## WHAT NEEDS TO BE DONE
Restate word for word the lines of the records below, starting at the line that contains "self.index.contains_row(row)" and ending at the line that contains "field.insert(FieldValue::from(v)).unwrap();", with both of those lines included and nothing else.

## EXCERPTED DATA
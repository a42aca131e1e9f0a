use crate::field::{Field, FieldId, Row};

/// A field whose rows can be referenced by foreign keys.
pub trait PointableField: Field {
    /// True when `row` currently holds a value.
    fn is_valid_row(&self, row: Row) -> bool;
}

/// A field owned by a key field. Its depth mirrors the owner's and only the
/// owner may drive it.
pub trait ChildField: Field {
    fn owner(&self) -> FieldId;

    /// Grows storage to `parent_depth`. Never shrinks.
    fn resize_to(&mut self, parent_depth: usize);

    /// Forgets whatever the child stored at `row` after the owner freed it.
    fn clear_row(&mut self, row: Row);
}
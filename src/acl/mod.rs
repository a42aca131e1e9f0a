//! Access control.
//!
//! Every user owns an [`AccessControlList`] with three tables: database
//! actions, global field actions and field specific overrides. The resolution
//! policy lives in two pure functions, [`resolve_database_permission`] and
//! [`resolve_field_permission`], so call sites never re-implement it.

pub mod access_list;
pub mod types;

pub use access_list::{
    resolve_database_permission, resolve_field_permission, AccessControlList, AclEditor,
};
pub use types::{DatabaseAction, FieldAction, PermissionTarget, PermissionType};
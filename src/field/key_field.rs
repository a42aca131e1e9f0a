use log::debug;
use serde::{Deserialize, Serialize};
use std::collections::BTreeSet;

use crate::error::{FieldDbError, FieldDbResult};
use crate::field::common::impl_field;
use crate::field::key_index::{IndexError, KeyIndex};
use crate::field::{FieldCommon, FieldId, FieldType, FieldValue, PointableField, Row, ValueKind};

/// Field where each entry is unique, searchable and ordered.
///
/// A key field owns the row space: its dependent item and foreign key fields
/// (`children`) mirror its depth, and foreign keys elsewhere (`pointers`)
/// reference its rows. Both sets hold ids resolved through the database's
/// registry and are rebuilt from owner/target references when a snapshot is
/// loaded, so they are not serialized.
#[derive(Debug, Clone, Serialize, Deserialize)]
pub struct KeyField {
    pub(crate) inner: FieldCommon,
    kind: ValueKind,
    index: KeyIndex<FieldValue>,
    #[serde(skip)]
    children: BTreeSet<FieldId>,
    #[serde(skip)]
    pointers: BTreeSet<FieldId>,
}

impl_field!(KeyField, FieldType::Key);

impl KeyField {
    pub(crate) fn new(inner: FieldCommon, kind: ValueKind, depth: usize) -> Self {
        Self {
            inner,
            kind,
            index: KeyIndex::with_depth(depth),
            children: BTreeSet::new(),
            pointers: BTreeSet::new(),
        }
    }

    fn current_depth(&self) -> usize {
        self.index.depth()
    }

    /// Kind every value in this field has.
    pub fn kind(&self) -> ValueKind {
        self.kind
    }

    pub fn len(&self) -> usize {
        self.index.len()
    }

    pub fn is_empty(&self) -> bool {
        self.index.is_empty()
    }

    pub fn free_rows(&self) -> usize {
        self.index.free_count()
    }

    pub fn insert(&mut self, value: FieldValue) -> FieldDbResult<Row> {
        self.check_kind(&value)?;
        let row = self.index.insert(value).map_err(|e| self.index_error(e))?;
        debug!("Inserted into key field {} at row {}", self.inner.name, row);
        Ok(row)
    }

    /// Removes `value` and returns the freed row.
    pub fn delete(&mut self, value: &FieldValue) -> FieldDbResult<Row> {
        self.check_kind(value)?;
        let row = self.index.delete(value).map_err(|e| self.index_error(e))?;
        debug!("Deleted row {} from key field {}", row, self.inner.name);
        Ok(row)
    }

    pub fn get(&self, row: Row) -> FieldDbResult<&FieldValue> {
        self.index.get(row).map_err(|e| self.index_error(e))
    }

    pub fn find(&self, value: &FieldValue) -> FieldDbResult<Row> {
        self.check_kind(value)?;
        self.index.find(value).map_err(|e| self.index_error(e))
    }

    pub fn next(&self, start: Option<Row>) -> FieldDbResult<Row> {
        self.index.next(start).map_err(|e| self.index_error(e))
    }

    pub fn prev(&self, start: Option<Row>) -> FieldDbResult<Row> {
        self.index.prev(start).map_err(|e| self.index_error(e))
    }

    /// Adds `amount` rows to the free pool and returns the new depth. The
    /// caller is responsible for resizing the children to match.
    pub(crate) fn resize(&mut self, amount: i64) -> FieldDbResult<usize> {
        self.index.resize(amount).map_err(|e| self.index_error(e))
    }

    /// Values in ascending order.
    pub fn values(&self) -> impl Iterator<Item = &FieldValue> + '_ {
        self.index
            .rows_by_value()
            .filter_map(move |row| self.index.get(row).ok())
    }

    pub fn children(&self) -> impl Iterator<Item = FieldId> + '_ {
        self.children.iter().copied()
    }

    pub fn pointers(&self) -> impl Iterator<Item = FieldId> + '_ {
        self.pointers.iter().copied()
    }

    pub(crate) fn add_child(&mut self, child: FieldId) {
        self.children.insert(child);
    }

    pub(crate) fn remove_child(&mut self, child: FieldId) -> bool {
        self.children.remove(&child)
    }

    pub(crate) fn add_pointer(&mut self, pointer: FieldId) {
        self.pointers.insert(pointer);
    }

    pub(crate) fn remove_pointer(&mut self, pointer: FieldId) -> bool {
        self.pointers.remove(&pointer)
    }

    pub(crate) fn check_invariants(&self) -> Result<(), String> {
        if !FieldType::Key.accepts_kind(self.kind) {
            return Err(format!("a key cannot hold {} values", self.kind));
        }
        self.index.check_invariants()?;
        if let Some((row, value)) = self.index.entries().find(|(_, v)| v.kind() != self.kind) {
            return Err(format!(
                "row {row} holds a {} value in a {} key",
                value.kind(),
                self.kind
            ));
        }
        Ok(())
    }

    fn check_kind(&self, value: &FieldValue) -> FieldDbResult<()> {
        if value.kind() != self.kind {
            return Err(FieldDbError::TypeMismatch {
                field: self.inner.name.clone(),
                expected: self.kind,
                found: value.kind(),
            });
        }
        Ok(())
    }

    fn index_error(&self, error: IndexError) -> FieldDbError {
        let field = self.inner.name.clone();
        match error {
            IndexError::Full => FieldDbError::OutOfSpace {
                field,
                depth: self.index.depth(),
            },
            IndexError::Duplicate => FieldDbError::DuplicateValue { field },
            IndexError::NotFound => FieldDbError::DataNotFound { field },
            IndexError::BadRow(row) => FieldDbError::BadRow {
                field,
                row,
                depth: self.index.depth(),
            },
            IndexError::EndOfList => FieldDbError::EndOfList { field },
            IndexError::InvalidResize(amount) => FieldDbError::InvalidResize { field, amount },
        }
    }
}

impl PointableField for KeyField {
    fn is_valid_row(&self, row: Row) -> bool {
        self.index.contains_row(row)
    }
}

#[cfg(test)]
mod tests {
    use super::*;
    use crate::error::ErrorKind;
    use crate::field::Field;

    fn key(depth: usize) -> KeyField {
        KeyField::new(
            FieldCommon::new(FieldId::new(1), "Id"),
            ValueKind::Integer,
            depth,
        )
    }

    #[test]
    fn insert_reports_field_context() {
        let mut field = key(1);
        field.insert(FieldValue::from(1)).unwrap();
        let err = field.insert(FieldValue::from(2)).unwrap_err();
        assert!(matches!(err, FieldDbError::OutOfSpace { ref field, depth: 1 } if field == "Id"));
        assert_eq!(err.kind(), ErrorKind::ResourceExhausted);
    }

    #[test]
    fn wrong_kind_is_rejected_without_mutation() {
        let mut field = key(2);
        let err = field.insert(FieldValue::from("text")).unwrap_err();
        assert_eq!(err.kind(), ErrorKind::InvalidArgument);
        assert_eq!(field.free_rows(), 2);
        assert!(field.insert(FieldValue::Null).is_err());
    }

    #[test]
    fn valid_rows_track_inserts_and_deletes() {
        let mut field = key(2);
        let row = field.insert(FieldValue::from(10)).unwrap();
        assert!(field.is_valid_row(row));
        assert!(!field.is_valid_row(1));
        field.delete(&FieldValue::from(10)).unwrap();
        assert!(!field.is_valid_row(row));
    }

    #[test]
    fn values_iterate_in_order() {
        let mut field = key(3);
        for v in [3, 1, 2] {
            field.insert(FieldValue::from(v)).unwrap();
        }
        let values: Vec<i64> = field.values().filter_map(FieldValue::as_integer).collect();
        assert_eq!(values, vec![1, 2, 3]);
        assert_eq!(field.depth(), 3);
    }
}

## WRITTEN ANSWER
        self.index.contains_row(row)
    }
}

#[cfg(test)]
mod tests {
    use super::*;
    use crate::error::ErrorKind;
    use crate::field::Field;

    fn key(depth: usize) -> KeyField {
        KeyField::new(
            FieldCommon::new(FieldId::new(1), "Id"),
            ValueKind::Integer,
            depth,
        )
    }

    #[test]
    fn insert_reports_field_context() {
        let mut field = key(1);
        field.insert(FieldValue::from(1)).unwrap();
        let err = field.insert(FieldValue::from(2)).unwrap_err();
        assert!(matches!(err, FieldDbError::OutOfSpace { ref field, depth: 1 } if field == "Id"));
        assert_eq!(err.kind(), ErrorKind::ResourceExhausted);
    }

    #[test]
    fn wrong_kind_is_rejected_without_mutation() {
        let mut field = key(2);
        let err = field.insert(FieldValue::from("text")).unwrap_err();
        assert_eq!(err.kind(), ErrorKind::InvalidArgument);
        assert_eq!(field.free_rows(), 2);
        assert!(field.insert(FieldValue::Null).is_err());
    }

    #[test]
    fn valid_rows_track_inserts_and_deletes() {
        let mut field = key(2);
        let row = field.insert(FieldValue::from(10)).unwrap();
        assert!(field.is_valid_row(row));
        assert!(!field.is_valid_row(1));
        field.delete(&FieldValue::from(10)).unwrap();
        assert!(!field.is_valid_row(row));
    }

    #[test]
    fn values_iterate_in_order() {
        let mut field = key(3);
        for v in [3, 1, 2] {
            field.insert(FieldValue::from(v)).unwrap();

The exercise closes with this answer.